**Aim of the task:** Below are some records; find each line that carries the word "outcomes" and copy it.

Stored data entries
--*--

//! Page retrieval with fixed-delay retries.
//!
//! Same decorator layout as an API client with backoff:
//! - [`PageSource`]: one attempt at getting a page body
//! - [`HttpSource`]: `reqwest` implementation with a fixed `User-Agent`
//! - [`RetryFetch`]: wraps any `PageSource` and retries failed attempts
//!
//! # Retry Strategy
//!
//! - At most `max_attempts` attempts in total
//! - The same `delay` between every pair of consecutive attempts (no growth, no jitter)
//! - Any non-2xx status or transport error counts as a failed attempt
//! - When every attempt fails, the last error is returned inside
//!   [`DigestError::FetchExhausted`]

use crate::error::{DigestError, FetchError};
use crate::utils::truncate_for_log;
use reqwest::Client;
use reqwest::header::{HeaderMap, HeaderValue, USER_AGENT};
use std::fmt;
use std::time::{Duration, Instant};
use tokio::time::sleep;
use tracing::{debug, error, info, instrument, warn};

/// One attempt at retrieving a page body.
pub trait PageSource {
    async fn get(&self, url: &str) -> Result<String, FetchError>;
}

/// Waiting between attempts. Split out so tests can count pauses instead of sleeping.
pub trait Pause {
    async fn pause(&self, delay: Duration);
}

/// Real pause backed by `tokio::time::sleep`.
#[derive(Debug, Default, Clone, Copy)]
pub struct TokioPause;

impl Pause for TokioPause {
    async fn pause(&self, delay: Duration) {
        sleep(delay).await;
    }
}

/// HTTP GET through a shared `reqwest::Client`.
#[derive(Debug, Clone)]
pub struct HttpSource {
    client: Client,
}

impl HttpSource {
    /// Build a client that sends `user_agent` with every request.
    pub fn new(user_agent: &str) -> Result<Self, DigestError> {
        let mut headers = HeaderMap::new();
        let value = HeaderValue::from_str(user_agent)
            .map_err(|e| DigestError::InvalidConfig(format!("user_agent: {}", e)))?;
        headers.insert(USER_AGENT, value);

        let client = Client::builder()
            .default_headers(headers)
            .build()
            .map_err(|e| DigestError::InvalidConfig(format!("http client: {}", e)))?;
        Ok(Self { client })
    }
}

impl PageSource for HttpSource {
    #[instrument(level = "debug", skip(self))]
    async fn get(&self, url: &str) -> Result<String, FetchError> {
        let resp = self.client.get(url).send().await?;
        let status = resp.status();
        if !status.is_success() {
            return Err(FetchError::Status {
                status: status.as_u16(),
                url: url.to_string(),
            });
        }
        Ok(resp.text().await?)
    }
}

/// Retries a [`PageSource`] with a fixed pause between attempts.
pub struct RetryFetch<S, P = TokioPause> {
    inner: S,
    pause: P,
    /// Total attempts, never below 1.
    max_attempts: u32,
    delay: Duration,
}

impl<S: PageSource> RetryFetch<S, TokioPause> {
    /// # Example
    ///
    /// ```ignore
    /// let source = HttpSource::new("Mozilla/5.0")?;
    /// let fetcher = RetryFetch::new(source, 3, Duration::from_secs(5));
    /// let html = fetcher.fetch("https://www.maxima.lt/pasiulymai").await?;
    /// ```
    pub fn new(inner: S, max_attempts: u32, delay: Duration) -> Self {
        Self::with_pause(inner, TokioPause, max_attempts, delay)
    }
}

impl<S: PageSource, P: Pause> RetryFetch<S, P> {
    pub fn with_pause(inner: S, pause: P, max_attempts: u32, delay: Duration) -> Self {
        Self {
            inner,
            pause,
            max_attempts: max_attempts.max(1),
            delay,
        }
    }

    #[cfg(test)]
    pub(crate) fn inner(&self) -> &S {
        &self.inner
    }

    /// Fetch `url`, returning the body of the first successful attempt.
    ///
    /// # Arguments
    ///
    /// * `url` - Page to retrieve
    ///
    /// # Returns
    ///
    /// The response body as text.
    ///
    /// # Errors
    ///
    /// [`DigestError::FetchExhausted`] once `max_attempts` attempts have all
    /// failed, carrying the last attempt's [`FetchError`]. There is no pause
    /// after the final attempt.
    #[instrument(level = "info", skip(self))]
    pub async fn fetch(&self, url: &str) -> Result<String, DigestError> {
        let total_t0 = Instant::now();
        let mut attempt = 0u32;

        loop {
            attempt += 1;
            let attempt_t0 = Instant::now();
            match self.inner.get(url).await {
                Ok(body) => {
                    info!(
                        attempt,
                        bytes = body.len(),
                        elapsed_ms_total = total_t0.elapsed().as_millis(),
                        "Fetched page"
                    );
                    debug!(preview = %truncate_for_log(&body, 200), "Page body");
                    return Ok(body);
                }
                Err(e) => {
                    let elapsed_ms_attempt = attempt_t0.elapsed().as_millis();
                    if attempt >= self.max_attempts {
                        error!(
                            attempt,
                            max = self.max_attempts,
                            elapsed_ms_attempt,
                            elapsed_ms_total = total_t0.elapsed().as_millis(),
                            error = %e,
                            "fetch exhausted retries"
                        );
                        return Err(DigestError::FetchExhausted {
                            attempts: attempt,
                            last: e,
                        });
                    }

                    warn!(
                        attempt,
                        max = self.max_attempts,
                        elapsed_ms_attempt,
                        delay = ?self.delay,
                        error = %e,
                        "fetch attempt failed; retrying"
                    );
                    self.pause.pause(self.delay).await;
                }
            }
        }
    }
}

impl<S, P> fmt::Debug for RetryFetch<S, P> {
    fn fmt(&self, f: &mut fmt::Formatter<'_>) -> fmt::Result {
        f.debug_struct("RetryFetch")
            .field("max_attempts", &self.max_attempts)
            .field("delay", &self.delay)
            .finish()
    }
}

#[cfg(test)]
pub(crate) mod tests {
    use super::*;
    use std::cell::{Cell, RefCell};
    use std::collections::VecDeque;

    /// Replays canned outcomes in order and counts calls.
    pub(crate) struct ScriptedSource {
        outcomes: RefCell<VecDeque<Result<String, FetchError>>>,
        pub(crate) calls: Cell<usize>,
    }

    impl ScriptedSource {
        pub(crate) fn new(outcomes: Vec<Result<String, FetchError>>) -> Self {
            Self {
                outcomes: RefCell::new(outcomes.into()),
                calls: Cell::new(0),
            }
        }
    }

    impl PageSource for ScriptedSource {
        async fn get(&self, url: &str) -> Result<String, FetchError> {
            self.calls.set(self.calls.get() + 1);
            self.outcomes
                .borrow_mut()
                .pop_front()
                .unwrap_or_else(|| Err(unavailable(url)))
        }
    }

    /// Records every pause instead of sleeping.
    #[derive(Default)]
    pub(crate) struct CountingPause {
        pub(crate) pauses: RefCell<Vec<Duration>>,
    }

    impl Pause for CountingPause {
        async fn pause(&self, delay: Duration) {
            self.pauses.borrow_mut().push(delay);
        }
    }

    pub(crate) fn unavailable(url: &str) -> FetchError {
        FetchError::Status {
            status: 503,
            url: url.to_string(),
        }
    }

    const URL: &str = "https://example.com/offers";

    #[tokio::test]
    async fn test_first_attempt_succeeds_without_pausing() {
        let fetcher = RetryFetch::with_pause(
            ScriptedSource::new(vec![Ok("<html/>".to_string())]),
            CountingPause::default(),
            3,
            Duration::from_secs(5),
        );

        assert_eq!(fetcher.fetch(URL).await.unwrap(), "<html/>");
        assert_eq!(fetcher.inner.calls.get(), 1);
        assert!(fetcher.pause.pauses.borrow().is_empty());
    }

    #[tokio::test]
    async fn test_third_attempt_succeeds_after_two_pauses() {
        let fetcher = RetryFetch::with_pause(
            ScriptedSource::new(vec![
                Err(unavailable(URL)),
                Err(unavailable(URL)),
                Ok("third".to_string()),
            ]),
            CountingPause::default(),
            3,
            Duration::from_millis(250),
        );

        assert_eq!(fetcher.fetch(URL).await.unwrap(), "third");
        assert_eq!(fetcher.inner.calls.get(), 3);
        assert_eq!(
            *fetcher.pause.pauses.borrow(),
            vec![Duration::from_millis(250); 2]
        );
    }

    #[tokio::test]
    async fn test_exhaustion_surfaces_last_error() {
        let fetcher = RetryFetch::with_pause(
            ScriptedSource::new(vec![
                Err(FetchError::Status {
                    status: 500,
                    url: URL.to_string(),
                }),
                Err(FetchError::Status {
                    status: 404,
                    url: URL.to_string(),
                }),
            ]),
            CountingPause::default(),
            2,
            Duration::from_secs(1),
        );

        match fetcher.fetch(URL).await {
            Err(DigestError::FetchExhausted {
                attempts,
                last: FetchError::Status { status, .. },
            }) => {
                assert_eq!(attempts, 2);
                assert_eq!(status, 404);
            }
            other => panic!("expected FetchExhausted, got {:?}", other),
        }
        // no pause after the final attempt
        assert_eq!(fetcher.pause.pauses.borrow().len(), 1);
    }

    #[tokio::test]
    async fn test_zero_attempts_still_tries_once() {
        let fetcher = RetryFetch::with_pause(
            ScriptedSource::new(vec![Err(unavailable(URL))]),
            CountingPause::default(),
            0,
            Duration::ZERO,
        );

        assert!(matches!(
            fetcher.fetch(URL).await,
            Err(DigestError::FetchExhausted { attempts: 1, .. })
        ));
        assert_eq!(fetcher.inner.calls.get(), 1);
    }

    mod http {
        use super::*;
        use wiremock::matchers::{header, method, path};
        use wiremock::{Mock, MockServer, ResponseTemplate};

        async fn server_with(status: u16, body: &str) -> MockServer {
            let server = MockServer::start().await;
            Mock::given(method("GET"))
                .and(path("/pasiulymai"))
                .respond_with(ResponseTemplate::new(status).set_body_string(body))
                .mount(&server)
                .await;
            server
        }

        #[tokio::test]
        async fn test_ok_returns_body() {
            let server = server_with(200, "<html>offers</html>").await;
            let source = HttpSource::new("Mozilla/5.0").unwrap();

            let body = source
                .get(&format!("{}/pasiulymai", server.uri()))
                .await
                .unwrap();
            assert_eq!(body, "<html>offers</html>");
        }

        #[tokio::test]
        async fn test_non_success_status_is_status_error() {
            let server = server_with(503, "busy").await;
            let source = HttpSource::new("Mozilla/5.0").unwrap();
            let url = format!("{}/pasiulymai", server.uri());

            match source.get(&url).await {
                Err(FetchError::Status { status, url: got }) => {
                    assert_eq!(status, 503);
                    assert_eq!(got, url);
                }
                other => panic!("expected Status error, got {:?}", other),
            }
        }

        #[tokio::test]
        async fn test_sends_user_agent() {
            let server = MockServer::start().await;
            Mock::given(method("GET"))
                .and(header("user-agent", "Mozilla/5.0"))
                .respond_with(ResponseTemplate::new(200).set_body_string("ok"))
                .expect(1)
                .mount(&server)
                .await;
            let source = HttpSource::new("Mozilla/5.0").unwrap();

            // Without the header the server answers 404 and this fails.
            assert_eq!(source.get(&server.uri()).await.unwrap(), "ok");
        }

        #[tokio::test]
        async fn test_retry_over_http_recovers_after_two_failures() {
            let server = MockServer::start().await;
            Mock::given(method("GET"))
                .respond_with(ResponseTemplate::new(503))
                .up_to_n_times(2)
                .expect(2)
                .mount(&server)
                .await;
            Mock::given(method("GET"))
                .respond_with(ResponseTemplate::new(200).set_body_string("third time"))
                .expect(1)
                .mount(&server)
                .await;

            let fetcher = RetryFetch::with_pause(
                HttpSource::new("Mozilla/5.0").unwrap(),
                CountingPause::default(),
                3,
                Duration::from_secs(5),
            );

            assert_eq!(fetcher.fetch(&server.uri()).await.unwrap(), "third time");
            assert_eq!(
                *fetcher.pause.pauses.borrow(),
                vec![Duration::from_secs(5); 2]
            );
        }
    }

    #[test]
    fn test_http_source_rejects_bad_user_agent() {
        assert!(matches!(
            HttpSource::new("bad\nagent"),
            Err(DigestError::InvalidConfig(_))
        ));
    }
}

--*--

**Answer for the task:**
    /// Replays canned outcomes in order and counts calls.
        outcomes: RefCell<VecDeque<Result<String, FetchError>>>,
        pub(crate) fn new(outcomes: Vec<Result<String, FetchError>>) -> Self {
                outcomes: RefCell::new(outcomes.into()),
            self.outcomes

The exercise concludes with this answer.